Small numbers of Lada rally cars were built with 150 PS Wankel engines, fitted with a pair of Weber DCOE twin-choke carburettors.

===Production at Suzuki Egypt===
In Egypt, the Amal Foreign Trade Company and Lada's parent company AvtoVAZ signed a joint venture agreement to assemble Ladas for the North African market in 2000. However, as they did not have their own factory, space was found at a local Suzuki plant in Cairo to assemble the 2107 version of the Riva. As of 2006, production continued at Suzuki until 2015 with an additional model, the 2110, being produced.

==Safety==
In the early 1980s, when it was put into production, the car complied with UNECE car safety standards and GOST technical standards.

In 2001, the 2107 version of the Riva scored 0 points out of 16 in a frontal crash test conducted by the modern Russian ARCAP safety assessment program, and was awarded zero stars out of four. The reviewers noted that the result of the test was easily predictable and couldn't be positive, as they were dealing with an old car having an outdated construction of the body and designed at a time when safety tests were different from those of 2001.

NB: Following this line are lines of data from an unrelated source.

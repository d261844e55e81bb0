//! API integration tests
//!
//! These run against a live server and database:
//! start the server, then `cargo test -- --ignored`.

use reqwest::Client;
use serde_json::{json, Value};

const BASE_URL: &str = "http://localhost:5000";

/// Helper to sign in as the given email and get a bearer token
async fn get_token(client: &Client, email: &str) -> String {
    let response = client
        .post(format!("{}/jwt", BASE_URL))
        .json(&json!({ "email": email }))
        .send()
        .await
        .expect("Failed to send token request");

    let body: Value = response.json().await.expect("Failed to parse token response");
    body["token"].as_str().expect("No token in response").to_string()
}

#[tokio::test]
#[ignore] // Run with: cargo test -- --ignored
async fn test_liveness() {
    let client = Client::new();

    let response = client
        .get(format!("{}/", BASE_URL))
        .send()
        .await
        .expect("Failed to send request");

    assert!(response.status().is_success());
    assert_eq!(response.text().await.unwrap(), "server running");
}

#[tokio::test]
#[ignore]
async fn test_issue_token() {
    let client = Client::new();

    let response = client
        .post(format!("{}/jwt", BASE_URL))
        .json(&json!({ "email": "a@x.com" }))
        .send()
        .await
        .expect("Failed to send request");

    assert!(response.status().is_success());

    let body: Value = response.json().await.expect("Failed to parse response");
    assert!(body["token"].is_string());
}

#[tokio::test]
#[ignore]
async fn test_guarded_route_without_token() {
    let client = Client::new();

    let response = client
        .get(format!("{}/comments", BASE_URL))
        .send()
        .await
        .expect("Failed to send request");

    assert_eq!(response.status(), 401);

    let body: Value = response.json().await.expect("Failed to parse response");
    assert_eq!(body["error"], true);
    assert_eq!(body["message"], "unAuthorized user");
}

#[tokio::test]
#[ignore]
async fn test_admin_route_with_plain_user_token() {
    let client = Client::new();
    let token = get_token(&client, "plain-user@x.com").await;

    let response = client
        .get(format!("{}/users/admin", BASE_URL))
        .header("Authorization", format!("Bearer {}", token))
        .send()
        .await
        .expect("Failed to send request");

    // Non-admin (including unknown user) reads as 401 on admin routes
    assert_eq!(response.status(), 401);
}

#[tokio::test]
#[ignore]
async fn test_owner_scoped_bookings() {
    let client = Client::new();
    let token = get_token(&client, "a@x.com").await;

    // Own email: 200 and every row belongs to the owner
    let response = client
        .get(format!("{}/bookings?email=a@x.com", BASE_URL))
        .header("Authorization", format!("Bearer {}", token))
        .send()
        .await
        .expect("Failed to send request");

    assert!(response.status().is_success());
    let body: Value = response.json().await.expect("Failed to parse response");
    for booking in body.as_array().expect("array of bookings") {
        assert_eq!(booking["email"], "a@x.com");
    }

    // Foreign email with the same token: 403 regardless of data
    let response = client
        .get(format!("{}/bookings?email=b@y.com", BASE_URL))
        .header("Authorization", format!("Bearer {}", token))
        .send()
        .await
        .expect("Failed to send request");

    assert_eq!(response.status(), 403);
    let body: Value = response.json().await.expect("Failed to parse response");
    assert_eq!(body["message"], "Forbidden Access");
}

#[tokio::test]
#[ignore]
async fn test_user_upsert_and_admin_round_trip() {
    let client = Client::new();
    let email = "roundtrip@x.com";

    // Upsert the user (unguarded, first sign-in path)
    let response = client
        .put(format!("{}/users/{}", BASE_URL, email))
        .json(&json!({ "email": email, "name": "Round Trip" }))
        .send()
        .await
        .expect("Failed to send request");
    assert!(response.status().is_success());

    // The user's own token reports not-admin
    let token = get_token(&client, email).await;
    let response = client
        .get(format!("{}/users/admin/{}", BASE_URL, email))
        .header("Authorization", format!("Bearer {}", token))
        .send()
        .await
        .expect("Failed to send request");

    assert!(response.status().is_success());
    let body: Value = response.json().await.expect("Failed to parse response");
    assert_eq!(body["admin"], false);
}

#[tokio::test]
#[ignore]
async fn test_admin_grants_role() {
    // Requires a user with role "admin" seeded as admin@x.com
    let client = Client::new();
    let admin_token = get_token(&client, "admin@x.com").await;
    let email = "promoted@x.com";

    // Upsert the user to promote
    let response = client
        .put(format!("{}/users/{}", BASE_URL, email))
        .json(&json!({ "email": email, "name": "Promoted User" }))
        .send()
        .await
        .expect("Failed to send request");
    assert!(response.status().is_success());
    let body: Value = response.json().await.expect("Failed to parse response");

    // Fresh insert carries the id in the ack; on re-runs look it up
    let id = match body["upsertedId"].as_str() {
        Some(id) => id.to_string(),
        None => {
            let response = client
                .get(format!("{}/users/admin", BASE_URL))
                .header("Authorization", format!("Bearer {}", admin_token))
                .send()
                .await
                .expect("Failed to send request");
            let body: Value = response.json().await.expect("Failed to parse response");
            body.as_array()
                .expect("array of users")
                .iter()
                .find(|u| u["email"] == email)
                .and_then(|u| u["_id"].as_str())
                .expect("promoted user in list")
                .to_string()
        }
    };

    // Grant the admin role
    let response = client
        .patch(format!("{}/users/admin/{}", BASE_URL, id))
        .header("Authorization", format!("Bearer {}", admin_token))
        .send()
        .await
        .expect("Failed to send request");
    assert!(response.status().is_success());

    // The user's own token now reports admin
    let token = get_token(&client, email).await;
    let response = client
        .get(format!("{}/users/admin/{}", BASE_URL, email))
        .header("Authorization", format!("Bearer {}", token))
        .send()
        .await
        .expect("Failed to send request");
    assert!(response.status().is_success());
    let body: Value = response.json().await.expect("Failed to parse response");
    assert_eq!(body["admin"], true);
}

#[tokio::test]
#[ignore]
async fn test_admin_confirms_booking() {
    // Requires a user with role "admin" seeded as admin@x.com
    let client = Client::new();
    let admin_token = get_token(&client, "admin@x.com").await;
    let user_token = get_token(&client, "a@x.com").await;

    // Create a booking as the user
    let response = client
        .post(format!("{}/bookings", BASE_URL))
        .header("Authorization", format!("Bearer {}", user_token))
        .json(&json!({ "email": "a@x.com", "food": "Paella" }))
        .send()
        .await
        .expect("Failed to send request");
    assert!(response.status().is_success());
    let body: Value = response.json().await.expect("Failed to parse response");
    let id = body["insertedId"].as_str().expect("inserted id").to_string();

    // Confirm it as the admin
    let response = client
        .patch(format!("{}/admin/bookings/{}", BASE_URL, id))
        .header("Authorization", format!("Bearer {}", admin_token))
        .send()
        .await
        .expect("Failed to send request");
    assert!(response.status().is_success());

    // Re-read: status is exactly "Confirm"
    let response = client
        .get(format!("{}/bookings?email=a@x.com", BASE_URL))
        .header("Authorization", format!("Bearer {}", user_token))
        .send()
        .await
        .expect("Failed to send request");
    let body: Value = response.json().await.expect("Failed to parse response");
    let confirmed = body
        .as_array()
        .unwrap()
        .iter()
        .any(|b| b["status"] == "Confirm");
    assert!(confirmed);
}

#[tokio::test]
#[ignore]
async fn test_public_food_list() {
    let client = Client::new();

    let response = client
        .get(format!("{}/foods/admin", BASE_URL))
        .send()
        .await
        .expect("Failed to send request");

    assert!(response.status().is_success());
    let body: Value = response.json().await.expect("Failed to parse response");
    assert!(body.is_array());
}

#[tokio::test]
#[ignore]
async fn test_malformed_id_is_rejected() {
    let client = Client::new();
    let token = get_token(&client, "a@x.com").await;

    let response = client
        .delete(format!("{}/userFoods/not-a-valid-id", BASE_URL))
        .header("Authorization", format!("Bearer {}", token))
        .send()
        .await
        .expect("Failed to send request");

    assert_eq!(response.status(), 400);
}
//! User account operations

use bson::Document;

use crate::{
    error::AppResult,
    models::{
        ack::{DeleteAck, UpdateAck},
        user::User,
    },
    repository::Repository,
};

#[derive(Clone)]
pub struct UsersService {
    repository: Repository,
}

impl UsersService {
    pub fn new(repository: Repository) -> Self {
        Self { repository }
    }

    /// Upsert a user profile by email (first sign-in creates the document)
    pub async fn upsert_profile(&self, email: &str, profile: Document) -> AppResult<UpdateAck> {
        self.repository.users.upsert_by_email(email, profile).await
    }

    /// Self-or-admin check: a requester may only learn the admin status of
    /// their own account; any other email reads as not-admin.
    pub async fn admin_status(&self, requester: &str, email: &str) -> AppResult<bool> {
        if requester != email {
            return Ok(false);
        }
        let user = self.repository.users.find_by_email(email).await?;
        Ok(user.map(|u| u.is_admin()).unwrap_or(false))
    }

    /// List all user accounts
    pub async fn list(&self) -> AppResult<Vec<User>> {
        self.repository.users.find_all().await
    }

    /// Grant the admin role to the user with the given id
    pub async fn grant_admin(&self, id: &str) -> AppResult<UpdateAck> {
        self.repository.users.grant_admin(id).await
    }

    /// Delete the user with the given id
    pub async fn delete(&self, id: &str) -> AppResult<DeleteAck> {
        self.repository.users.delete_by_id(id).await
    }
}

In 2002 Za Rulyom magazine performed crash tests on two Lada 21053 models, a new car from 2002 and a used one from 1994. The magazine's experts noted that the newer model complied with UNECE car safety standards 12-03 and 33, but the older and used one failed the latter standard. The story also expressed doubt that the 2002 model could meet the stricter safety requirements that would be imposed in October of the same year.

==End of production==
In the 2010s, the sales of the Lada Classics remained strong in the car's native Russia and some of the former Eastern Bloc nations. However, production of the 2105 ceased at AvtoVAZ's Togliatti plant at the end of 2010 after a 30-year production run and nearly 3,000,000 units, with production of the other variants being fully moved to the IzhAvto plant near Izhevsk.

The 2107 made the transition to the IzhAvto plant in August 2011, thus marking the end of production of the original Fiat 124 derived models at Togliatti after a 41-year production run and over 14 million units.

In September 2012, the history of the saloon model in Russia was over, when the last 2104 came off the IzhAvto assembly lines. The last unit of the Lada Classic series, a 2104 model, was produced by IzhAvto on 17 September 2012. Starting from the same month, production at the Izhevsk factory was replaced with the Lada Granta. However, as of 2014, the 2107 model was still in production in Egypt.